(Stored entries)
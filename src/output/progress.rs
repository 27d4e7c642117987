//! Live progress counters for a scrape run
//!
//! Counters are atomics so every scrape task can update them without a lock.

use chrono::{DateTime, Utc};
use std::sync::atomic::{AtomicU64, Ordering};
use std::time::{Duration, Instant};

/// How one item settled, as far as progress reporting is concerned
#[derive(Debug, Clone, Copy, PartialEq, Eq)]
pub enum ProgressEvent {
    /// Persisted with status `success` or `partial`
    Success,
    Failed,
    Blocked,
    NotFound,
}

/// Derived view of the counters at one instant
#[derive(Debug, Clone, PartialEq)]
pub struct ProgressSnapshot {
    pub success: u64,
    pub failed: u64,
    pub blocked: u64,
    pub not_found: u64,

    /// Every settled item
    pub completed: u64,
    pub elapsed: Duration,
    pub items_per_minute: f64,

    /// Blocked items as a percentage of completed ones
    pub block_rate_percent: f64,
}

impl ProgressSnapshot {
    /// Failed and blocked items together
    pub fn total_failed(&self) -> u64 {
        self.failed + self.blocked
    }
}

/// Per-run progress tracker
pub struct ProgressTracker {
    success: AtomicU64,
    failed: AtomicU64,
    blocked: AtomicU64,
    not_found: AtomicU64,
    started: Instant,
    started_at: DateTime<Utc>,
}

impl Default for ProgressTracker {
    fn default() -> Self {
        Self::new()
    }
}

impl ProgressTracker {
    pub fn new() -> Self {
        Self {
            success: AtomicU64::new(0),
            failed: AtomicU64::new(0),
            blocked: AtomicU64::new(0),
            not_found: AtomicU64::new(0),
            started: Instant::now(),
            started_at: Utc::now(),
        }
    }

    /// Records one settled item
    ///
    /// # Returns
    ///
    /// The number of items settled so far, including this one
    pub fn record(&self, event: ProgressEvent) -> u64 {
        let counter = match event {
            ProgressEvent::Success => &self.success,
            ProgressEvent::Failed => &self.failed,
            ProgressEvent::Blocked => &self.blocked,
            ProgressEvent::NotFound => &self.not_found,
        };
        counter.fetch_add(1, Ordering::Relaxed);
        self.completed()
    }

    pub fn completed(&self) -> u64 {
        self.success.load(Ordering::Relaxed)
            + self.failed.load(Ordering::Relaxed)
            + self.blocked.load(Ordering::Relaxed)
            + self.not_found.load(Ordering::Relaxed)
    }

    pub fn successes(&self) -> u64 {
        self.success.load(Ordering::Relaxed)
    }

    /// Wall-clock time the tracker was created
    pub fn started_at(&self) -> DateTime<Utc> {
        self.started_at
    }

    pub fn snapshot(&self) -> ProgressSnapshot {
        let success = self.success.load(Ordering::Relaxed);
        let failed = self.failed.load(Ordering::Relaxed);
        let blocked = self.blocked.load(Ordering::Relaxed);
        let not_found = self.not_found.load(Ordering::Relaxed);
        let completed = success + failed + blocked + not_found;
        let elapsed = self.started.elapsed();

        let minutes = elapsed.as_secs_f64() / 60.0;
        let items_per_minute = if minutes > 0.0 {
            completed as f64 / minutes
        } else {
            0.0
        };
        let block_rate_percent = if completed > 0 {
            blocked as f64 / completed as f64 * 100.0
        } else {
            0.0
        };

        ProgressSnapshot {
            success,
            failed,
            blocked,
            not_found,
            completed,
            elapsed,
            items_per_minute,
            block_rate_percent,
        }
    }

    /// Logs a one-line progress report
    pub fn log_progress(&self, retailer: &str, total: Option<u64>) {
        let snap = self.snapshot();
        let position = match total {
            Some(total) if total > 0 => format!(
                "{}/{} ({:.1}%)",
                snap.completed,
                total,
                snap.completed as f64 / total as f64 * 100.0
            ),
            _ => snap.completed.to_string(),
        };

        tracing::info!(
            "[{}] Progress: {} | ok {} | failed {} | blocked {} | not found {} | {:.0}/min | block rate {:.1}%",
            retailer,
            position,
            snap.success,
            snap.failed,
            snap.blocked,
            snap.not_found,
            snap.items_per_minute,
            snap.block_rate_percent
        );
    }
}
//! HTML parser for extracting product metadata
//!
//! This module handles parsing product pages to extract:
//! - Page title (from `<title>`, OpenGraph, or structured data)
//! - OpenGraph and `product:` meta tags
//! - JSON-LD `Product` blocks (name, sku, brand, price, availability)
//! - Canonical link

use crate::storage::ProductFields;
use scraper::{Html, Selector};
use serde_json::Value;
use url::Url;

/// Extracted information from a product page
#[derive(Debug, Clone, Default)]
pub struct ParsedProduct {
    /// Field name to value
    pub fields: ProductFields,

    /// Whether a JSON-LD `Product` block was found
    pub structured: bool,
}

impl ParsedProduct {
    fn set(&mut self, name: &str, value: Option<String>) {
        if let Some(value) = value.map(|v| v.trim().to_string()).filter(|v| !v.is_empty()) {
            self.fields
                .entry(name.to_string())
                .or_insert(Value::String(value));
        }
    }
}

/// Parses a product page
///
/// # Field Precedence
///
/// Structured data wins over meta tags, which win over the `<title>` tag.
/// A field is only set from the first source that provides it.
///
/// # Arguments
///
/// * `html` - The HTML content to parse
/// * `base_url` - The base URL for resolving relative links
///
/// # Returns
///
/// The recovered fields; empty if the page carries no product metadata
///
/// # Example
///
/// ```
/// use catalog_harvest::extractor::parse_product_page;
/// use url::Url;
///
/// let html = r#"<html><head><title>Desk Lamp</title></head></html>"#;
/// let base_url = Url::parse("https://example.com/p/1").unwrap();
/// let parsed = parse_product_page(html, &base_url);
/// assert_eq!(parsed.fields["title"], "Desk Lamp");
/// ```
pub fn parse_product_page(html: &str, base_url: &Url) -> ParsedProduct {
    let document = Html::parse_document(html);
    let mut parsed = ParsedProduct::default();

    if let Some(product) = extract_json_ld_product(&document) {
        parsed.structured = true;
        apply_json_ld(&mut parsed, &product);
    }

    parsed.set("title", meta_content(&document, "property", "og:title"));
    parsed.set(
        "description",
        meta_content(&document, "property", "og:description"),
    );
    parsed.set(
        "description",
        meta_content(&document, "name", "description"),
    );
    parsed.set(
        "price",
        meta_content(&document, "property", "product:price:amount"),
    );
    parsed.set(
        "currency",
        meta_content(&document, "property", "product:price:currency"),
    );
    parsed.set("brand", meta_content(&document, "property", "product:brand"));
    parsed.set(
        "availability",
        meta_content(&document, "property", "product:availability"),
    );
    parsed.set(
        "image",
        meta_content(&document, "property", "og:image").and_then(|src| resolve(&src, base_url)),
    );
    parsed.set("title", extract_title(&document));
    parsed.set(
        "canonical_url",
        extract_canonical(&document).and_then(|href| resolve(&href, base_url)),
    );

    parsed
}

/// Extracts the page title from the HTML document
fn extract_title(document: &Html) -> Option<String> {
    let title_selector = Selector::parse("title").ok()?;

    document
        .select(&title_selector)
        .next()
        .map(|element| element.text().collect::<String>().trim().to_string())
        .filter(|s| !s.is_empty())
}

/// Reads `<meta {attr}="{key}" content="...">`
fn meta_content(document: &Html, attr: &str, key: &str) -> Option<String> {
    let selector = Selector::parse(&format!("meta[{}='{}'][content]", attr, key)).ok()?;
    document
        .select(&selector)
        .next()
        .and_then(|element| element.value().attr("content"))
        .map(|content| content.to_string())
}

fn extract_canonical(document: &Html) -> Option<String> {
    let selector = Selector::parse("link[rel='canonical'][href]").ok()?;
    document
        .select(&selector)
        .next()
        .and_then(|element| element.value().attr("href"))
        .map(|href| href.to_string())
}

/// Resolves a possibly relative href, keeping only http(s) URLs
fn resolve(href: &str, base_url: &Url) -> Option<String> {
    let absolute = base_url.join(href.trim()).ok()?;
    matches!(absolute.scheme(), "http" | "https").then(|| absolute.to_string())
}

/// Finds the first JSON-LD object typed `Product`
///
/// Handles top-level objects, arrays, and `@graph` containers.
fn extract_json_ld_product(document: &Html) -> Option<Value> {
    let selector = Selector::parse("script[type='application/ld+json']").ok()?;

    document.select(&selector).find_map(|element| {
        let raw = element.text().collect::<String>();
        let value: Value = serde_json::from_str(raw.trim()).ok()?;
        find_product(&value).cloned()
    })
}

fn find_product(value: &Value) -> Option<&Value> {
    match value {
        Value::Array(items) => items.iter().find_map(find_product),
        Value::Object(map) => {
            if is_product_type(map.get("@type")) {
                return Some(value);
            }
            map.get("@graph").and_then(find_product)
        }
        _ => None,
    }
}

fn is_product_type(kind: Option<&Value>) -> bool {
    match kind {
        Some(Value::String(s)) => s == "Product",
        Some(Value::Array(kinds)) => kinds.iter().any(|k| k.as_str() == Some("Product")),
        _ => false,
    }
}

/// Renders a scalar JSON value as text
fn scalar(value: Option<&Value>) -> Option<String> {
    match value? {
        Value::String(s) => Some(s.clone()),
        Value::Number(n) => Some(n.to_string()),
        _ => None,
    }
}

fn apply_json_ld(parsed: &mut ParsedProduct, product: &Value) {
    parsed.set("title", scalar(product.get("name")));
    parsed.set("description", scalar(product.get("description")));
    parsed.set("sku", scalar(product.get("sku")));
    parsed.set("gtin", scalar(product.get("gtin13")).or(scalar(product.get("gtin"))));

    // Brand is either a name or an object carrying one
    let brand = product.get("brand").and_then(|b| match b {
        Value::Object(_) => scalar(b.get("name")),
        other => scalar(Some(other)),
    });
    parsed.set("brand", brand);

    let image = match product.get("image") {
        Some(Value::Array(images)) => scalar(images.first()),
        other => scalar(other),
    };
    parsed.set("image", image);

    let offer = match product.get("offers") {
        Some(Value::Array(offers)) => offers.first(),
        other => other,
    };
    if let Some(offer) = offer {
        parsed.set(
            "price",
            scalar(offer.get("price")).or(scalar(offer.get("lowPrice"))),
        );
        parsed.set("currency", scalar(offer.get("priceCurrency")));
        parsed.set(
            "availability",
            scalar(offer.get("availability")).map(|a| {
                a.rsplit('/').next().unwrap_or(a.as_str()).to_string()
            }),
        );
    }
}
//! Crawler module for catalog enumeration and scraping
//!
//! This module contains the core harvesting logic, including:
//! - Enumerating catalogs into manifests
//! - Batched, resumable scraping with bounded concurrency
//! - Per-domain rate limiting and proxy escalation
//! - Retry policy, circuit breaker and graceful interruption

mod coordinator;
mod enumerator;
mod escalation;
mod rate_limiter;
mod retry;
mod shutdown;

pub use coordinator::{RunOptions, RunReport, ScrapeCoordinator};
pub use enumerator::{EnumerationSummary, Enumerator};
pub use escalation::{BlockProxyManager, BlockStats, MIN_SAMPLES};
pub use rate_limiter::{domain_of, RateLimiter};
pub use retry::{BreakerDecision, CircuitBreaker, ExponentialBackoff, RetryPolicy};
pub use shutdown::{poll_notice_once, InterruptReason, InterruptionMonitor};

* **The problem**
Please filter the entries above down to the lines holding "other" and copy them.

* **Output of the task**
        other => scalar(Some(other)),
        other => scalar(other),
        other => other,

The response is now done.